Au stade initial de la toxicité de l’hydroxycloroquine, les patients sont souvent asymptomatiques. S’ils présentent des symptômes, ils se plaignent de déficits visuels des couleurs, spécifiquement des objets rouges, d’une vision centrale manquante, de difficultés de lecture, d’une vision réduite ou floue, d’éblouissements, de feux clignotants et de métamorphopsie . Les symptômes se manifestent souvent dans les deux yeux. En cas de kératopathie, les patients se plaignent de halos autour de la lumière et de photophobie. Dans le cas d’un dysfonctionnement du corps ciliaire, les patients ne seront pas en mesure de lire ou de faire d’autres activités nécessitant une accommodation.

Procédures de diagnostic

La constatation la plus précoce est une perturbation de la zone ellipsoïde parafovéale. Dans les stades ultérieurs, cela peut être accompagné de changements affectant la couche nucléaire externe parafovéale, la couche plexiforme interne et la membrane limitante externe. Une augmentation de l’épaisseur de la membrane de Bruchs de l’épithélium pigmentaire de la rétine a également été observée dans la toxicité précoce. Le signe classique de la « soucoupe volante » est observé sur l’OCT et décrit une préservation des couches rétiniennes externes au niveau sous-fovéal avec une perte périfovéale de la zone ellipsoïde des deux côtés de la fovéa dans un balayage linéaire. Des défauts du complexe de cellules ganglionnaires et de la couche de fibres nerveuses rétiniennes péripapillaires ont également été rapportés.

Dans les premiers cas de toxicité, les champs visuels révèlent généralement un scotome paracentral. Si un champ 24-2 ou 30-2 est effectué, il faut éviter de négliger le champ d’épargne de 2 degrés observé sur les champs 10-2 ; dans ces tests, un petit défaut central peut être observé à la place. La zone à risque sur un champ visuel Humphrey 10-2 est généralement de deux à six degrés du centre chez les patients non asiatiques, bien que des exceptions existent bien sûr.

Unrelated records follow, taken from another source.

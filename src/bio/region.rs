//! Region catalog: amplicon definitions loaded from a tab-separated file.
//!
//! Columns are `Name, Amplicon_Sequence, sgRNA, Expected_HDR, Coding_sequence`;
//! `#` starts a comment line. Validation never stops at the first problem:
//! every row is checked and all issues are returned together in a
//! [`ValidationReport`] before any reads are aligned.

use crate::bio::sequence::{clean_filename, invalid_nucleotides, reverse_complement, Sequence};
use crate::{RegionplexError, Result};
use indexmap::IndexMap;
use serde::Serialize;
use std::collections::HashMap;
use std::fmt;
use std::fs::File;
use std::io::Read;
use std::path::Path;

/// File-name prefix of amplicon references and their read containers.
pub const AMPLICON_PREFIX: &str = "AMPL_";

const MISSING_VALUES: &[&str] = &["NA", "N/A", "NaN", "nan", "null", "None"];

#[derive(Debug, Clone, PartialEq, Eq, Serialize)]
pub struct Region {
    pub name: String,
    pub sequence: String,
    pub guide: Option<String>,
    pub expected_hdr: Option<String>,
    pub coding_sequence: Option<String>,
    /// Expected cleavage offsets of the guide within `sequence`
    pub cut_offsets: Vec<usize>,
}

impl Region {
    /// Name used for this region's reference header and read container.
    pub fn file_stem(&self) -> String {
        amplicon_file_stem(&self.name)
    }
}

pub fn amplicon_file_stem(name: &str) -> String {
    format!("{}{}", AMPLICON_PREFIX, clean_filename(name))
}

/// One raw row of the region description file.
#[derive(Debug, Clone, Default, PartialEq, Eq)]
pub struct RegionRow {
    pub name: Option<String>,
    pub amplicon_sequence: Option<String>,
    pub sgrna: Option<String>,
    pub expected_hdr: Option<String>,
    pub coding_sequence: Option<String>,
}

fn field(record: &csv::StringRecord, index: usize) -> Option<String> {
    record
        .get(index)
        .map(str::trim)
        .filter(|v| !v.is_empty() && !MISSING_VALUES.contains(v))
        .map(str::to_string)
}

fn uppercase(value: Option<String>) -> Option<String> {
    value.map(|v| v.to_ascii_uppercase())
}

impl RegionRow {
    fn from_record(record: &csv::StringRecord) -> Self {
        Self {
            name: field(record, 0),
            amplicon_sequence: field(record, 1),
            sgrna: field(record, 2),
            expected_hdr: field(record, 3),
            coding_sequence: field(record, 4),
        }
    }

    fn is_column_header(&self) -> bool {
        matches!(
            (&self.name, &self.amplicon_sequence),
            (Some(name), Some(seq))
                if name.eq_ignore_ascii_case("name") && seq.eq_ignore_ascii_case("amplicon_sequence")
        )
    }

    fn normalized(self) -> Self {
        Self {
            name: self.name,
            amplicon_sequence: uppercase(self.amplicon_sequence),
            sgrna: uppercase(self.sgrna),
            expected_hdr: uppercase(self.expected_hdr),
            coding_sequence: uppercase(self.coding_sequence),
        }
    }
}

#[derive(Debug, Clone, Copy, PartialEq, Eq)]
pub enum SequenceField {
    Amplicon,
    Guide,
}

impl fmt::Display for SequenceField {
    fn fmt(&self, f: &mut fmt::Formatter<'_>) -> fmt::Result {
        match self {
            SequenceField::Amplicon => write!(f, "amplicon"),
            SequenceField::Guide => write!(f, "sgRNA"),
        }
    }
}

#[derive(Debug, Clone, PartialEq, Eq)]
pub enum ValidationIssue {
    DuplicateSequence { first: String, second: String },
    DuplicateName { name: String },
    InvalidNucleotide { region: String, field: SequenceField, characters: Vec<char> },
    GuideNotFound { region: String, guide: String },
    FilenameCollision { first: String, second: String, file_name: String },
}

impl fmt::Display for ValidationIssue {
    fn fmt(&self, f: &mut fmt::Formatter<'_>) -> fmt::Result {
        match self {
            ValidationIssue::DuplicateSequence { first, second } => write!(
                f,
                "amplicons {} and {} have the same sequence; amplicon sequences must be distinct",
                first, second
            ),
            ValidationIssue::DuplicateName { name } => {
                write!(f, "amplicon name {} is used more than once", name)
            }
            ValidationIssue::InvalidNucleotide { region, field, characters } => {
                let chars: Vec<String> = characters.iter().map(|c| c.to_string()).collect();
                write!(
                    f,
                    "the {} sequence of {} contains invalid characters: {}",
                    field,
                    region,
                    chars.join(" ")
                )
            }
            ValidationIssue::GuideNotFound { region, guide } => write!(
                f,
                "the sgRNA {} is not present in the amplicon sequence of {} (either orientation)",
                guide, region
            ),
            ValidationIssue::FilenameCollision { first, second, file_name } => write!(
                f,
                "amplicons {} and {} would both be written to {}",
                first, second, file_name
            ),
        }
    }
}

#[derive(Debug, Clone, Default, PartialEq, Eq)]
pub struct ValidationReport {
    issues: Vec<ValidationIssue>,
}

impl ValidationReport {
    pub fn new(issues: Vec<ValidationIssue>) -> Self {
        Self { issues }
    }

    pub fn issues(&self) -> &[ValidationIssue] {
        &self.issues
    }

    pub fn is_empty(&self) -> bool {
        self.issues.is_empty()
    }

    pub fn has_duplicate_sequence(&self) -> bool {
        self.issues
            .iter()
            .any(|i| matches!(i, ValidationIssue::DuplicateSequence { .. }))
    }

    pub fn has_duplicate_name(&self) -> bool {
        self.issues
            .iter()
            .any(|i| matches!(i, ValidationIssue::DuplicateName { .. }))
    }
}

impl fmt::Display for ValidationReport {
    fn fmt(&self, f: &mut fmt::Formatter<'_>) -> fmt::Result {
        for (i, issue) in self.issues.iter().enumerate() {
            if i > 0 {
                writeln!(f)?;
            }
            write!(f, "  - {}", issue)?;
        }
        Ok(())
    }
}

/// Cut offsets of `guide` within `amplicon`: `start + len - 3` for each forward
/// match, `start + 2` for each reverse-complement match.
pub fn guide_cut_offsets(amplicon: &str, guide: &str) -> Vec<usize> {
    if guide.is_empty() {
        return Vec::new();
    }

    let forward = amplicon
        .match_indices(guide)
        .map(|(start, _)| (start + guide.len()).saturating_sub(3));
    let rc = reverse_complement(guide);
    let reverse = amplicon.match_indices(rc.as_str()).map(|(start, _)| start + 2);

    forward.chain(reverse).collect()
}

/// Validate one normalized row on its own: alphabet and guide placement.
pub fn validate_region(
    name: &str,
    sequence: &str,
    guide: Option<&str>,
) -> std::result::Result<Vec<usize>, ValidationIssue> {
    let wrong = invalid_nucleotides(sequence);
    if !wrong.is_empty() {
        return Err(ValidationIssue::InvalidNucleotide {
            region: name.to_string(),
            field: SequenceField::Amplicon,
            characters: wrong,
        });
    }

    let Some(guide) = guide else {
        return Ok(Vec::new());
    };

    let wrong = invalid_nucleotides(guide);
    if !wrong.is_empty() {
        return Err(ValidationIssue::InvalidNucleotide {
            region: name.to_string(),
            field: SequenceField::Guide,
            characters: wrong,
        });
    }

    let offsets = guide_cut_offsets(sequence, guide);
    if offsets.is_empty() {
        return Err(ValidationIssue::GuideNotFound {
            region: name.to_string(),
            guide: guide.to_string(),
        });
    }
    Ok(offsets)
}

#[derive(Debug, Clone, Default, PartialEq, Eq)]
pub struct RegionCatalog {
    regions: IndexMap<String, Region>,
}

impl RegionCatalog {
    /// Load and validate a region description file.
    pub fn from_path<P: AsRef<Path>>(path: P) -> Result<Self> {
        let path = path.as_ref();
        let file = File::open(path).map_err(|e| RegionplexError::input_access(path, e))?;
        Self::from_reader(file)
    }

    pub fn from_reader<R: Read>(reader: R) -> Result<Self> {
        let rows = Self::parse_rows(reader)?;
        Self::from_rows(rows).map_err(RegionplexError::Validation)
    }

    pub fn parse_rows<R: Read>(reader: R) -> Result<Vec<RegionRow>> {
        let mut csv_reader = csv::ReaderBuilder::new()
            .delimiter(b'\t')
            .has_headers(false)
            .comment(Some(b'#'))
            .flexible(true)
            .from_reader(reader);

        let mut rows = Vec::new();
        for (index, record) in csv_reader.records().enumerate() {
            let record = record
                .map_err(|e| RegionplexError::Parse(format!("Region file row {}: {}", index + 1, e)))?;
            let row = RegionRow::from_record(&record);
            if index == 0 && row.is_column_header() {
                continue;
            }
            rows.push(row);
        }
        Ok(rows)
    }

    /// Build a catalog from raw rows, collecting every validation issue.
    pub fn from_rows(rows: Vec<RegionRow>) -> std::result::Result<Self, ValidationReport> {
        let rows: Vec<(String, String, RegionRow)> = rows
            .into_iter()
            .map(RegionRow::normalized)
            .filter_map(|row| match (row.name.clone(), row.amplicon_sequence.clone()) {
                (Some(name), Some(seq)) => Some((name, seq, row)),
                _ => {
                    tracing::debug!("Dropping region row without name or sequence: {:?}", row);
                    None
                }
            })
            .collect();

        let mut issues = Vec::new();

        let mut seen_sequences: HashMap<&str, &str> = HashMap::new();
        for (name, seq, _) in &rows {
            if let Some(first) = seen_sequences.get(seq.as_str()) {
                issues.push(ValidationIssue::DuplicateSequence {
                    first: first.to_string(),
                    second: name.clone(),
                });
            } else {
                seen_sequences.insert(seq, name);
            }
        }

        let mut name_counts: IndexMap<&str, usize> = IndexMap::new();
        for (name, _, _) in &rows {
            *name_counts.entry(name.as_str()).or_insert(0) += 1;
        }
        for (name, count) in &name_counts {
            if *count > 1 {
                issues.push(ValidationIssue::DuplicateName {
                    name: name.to_string(),
                });
            }
        }

        let mut file_names: HashMap<String, &str> = HashMap::new();
        for name in name_counts.keys() {
            let file_name = amplicon_file_stem(name);
            if let Some(first) = file_names.get(&file_name) {
                issues.push(ValidationIssue::FilenameCollision {
                    first: first.to_string(),
                    second: name.to_string(),
                    file_name,
                });
            } else {
                file_names.insert(file_name, name);
            }
        }

        let mut regions = IndexMap::new();
        for (name, sequence, row) in &rows {
            match validate_region(name, sequence, row.sgrna.as_deref()) {
                Ok(cut_offsets) => {
                    regions.entry(name.clone()).or_insert_with(|| Region {
                        name: name.clone(),
                        sequence: sequence.clone(),
                        guide: row.sgrna.clone(),
                        expected_hdr: row.expected_hdr.clone(),
                        coding_sequence: row.coding_sequence.clone(),
                        cut_offsets,
                    });
                }
                Err(issue) => issues.push(issue),
            }
        }

        if issues.is_empty() {
            Ok(Self { regions })
        } else {
            Err(ValidationReport::new(issues))
        }
    }

    pub fn len(&self) -> usize {
        self.regions.len()
    }

    pub fn is_empty(&self) -> bool {
        self.regions.is_empty()
    }

    pub fn get(&self, name: &str) -> Option<&Region> {
        self.regions.get(name)
    }

    /// Regions in file order.
    pub fn iter(&self) -> impl Iterator<Item = &Region> {
        self.regions.values()
    }

    /// Reference records for the amplicon alignment index, headed by file stem.
    pub fn reference_sequences(&self) -> Vec<Sequence> {
        self.iter()
            .map(|r| Sequence::new(r.file_stem(), r.sequence.as_bytes().to_vec()))
            .collect()
    }

    /// Map from reference header (as written by [`reference_sequences`]) to region name.
    ///
    /// [`reference_sequences`]: RegionCatalog::reference_sequences
    pub fn reference_names(&self) -> HashMap<String, String> {
        self.iter()
            .map(|r| (r.file_stem(), r.name.clone()))
            .collect()
    }
}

L’autofluorescence du fondus peut révéler une atteinte précoce des photorécepteurs parafovéaux ou extramaculaires sous la forme d’une zone d’hyper-autofluorescence qui peut précéder un amincissement sur la SD-OCT. Plus tard, cette zone peut être hypo-autofluorescente lorsque l’EPR devient atrophique. L’ERG multifocal peut révéler une dépression dans la zone parafovéale ou extramaculaire dans la rétinopathie précoce.

Les tests de laboratoire

Il n’y a pas de tests de laboratoire indiqués. Cependant, les tests de la fonction hépatique et rénale peuvent aider à déterminer le profil de risque d’un patient.

Diagnostic différentiel

La maculopathie à l’hydroxychloroquine partage des caractéristiques avec plusieurs maladies acquises ou congénitales de la macula. Le diagnostic différentiel comprend la dégénérescence maculaire liée à l’âge, la dystrophie des cônes, la dystrophie des bâtonnets et des cônes, la maladie de Stargardt, la lipofuscinose céroïde neuronale et la dystrophie maculaire à reflets fenestrés.

Traitement général

Au premier signe de toxicité rétinienne, l’hydroxychloroquine doit être arrêtée afin de prévenir d’autres dommages rétiniens et une perte visuelle.

Traitement médical

Il n’existe pas de régime alimentaire ou de traitement médical pour prévenir ou traiter ce type de toxicité rétinienne ; la meilleure approche est la prévention primaire. Souvent, lorsqu’une véritable maculopathie en œil de bœuf devient visible à l’examen, la maladie a déjà progressé pendant des années. Lorsqu’on recommande l’arrêt du médicament, il est important de travailler avec le rhumatologue du patient (ou le prescripteur du médicament) afin que le contrôle systémique de la maladie soit également abordé et optimisé.

Suivi médical

Les patients doivent être examinés avant de commencer l’hydroxychloroquine. Les patients doivent être réexaminés à 5 ans de traitement et annuellement par la suite, sauf si des facteurs de risque sont présents, auquel cas les visites annuelles doivent commencer plus tôt.

Chirurgie

Il n’existe pas de traitement chirurgical.

Prégnostic

En général, la rétinopathie à l’hydroxychloroquine et à la chloroquine n’est pas réversible, et même après l’arrêt du médicament, les dommages cellulaires semblent se poursuivre pendant un certain temps. Cependant, plus la rétinopathie est reconnue tôt, plus les chances de préservation de la vision sont grandes. La kératopathie a été signalée comme étant entièrement réversible.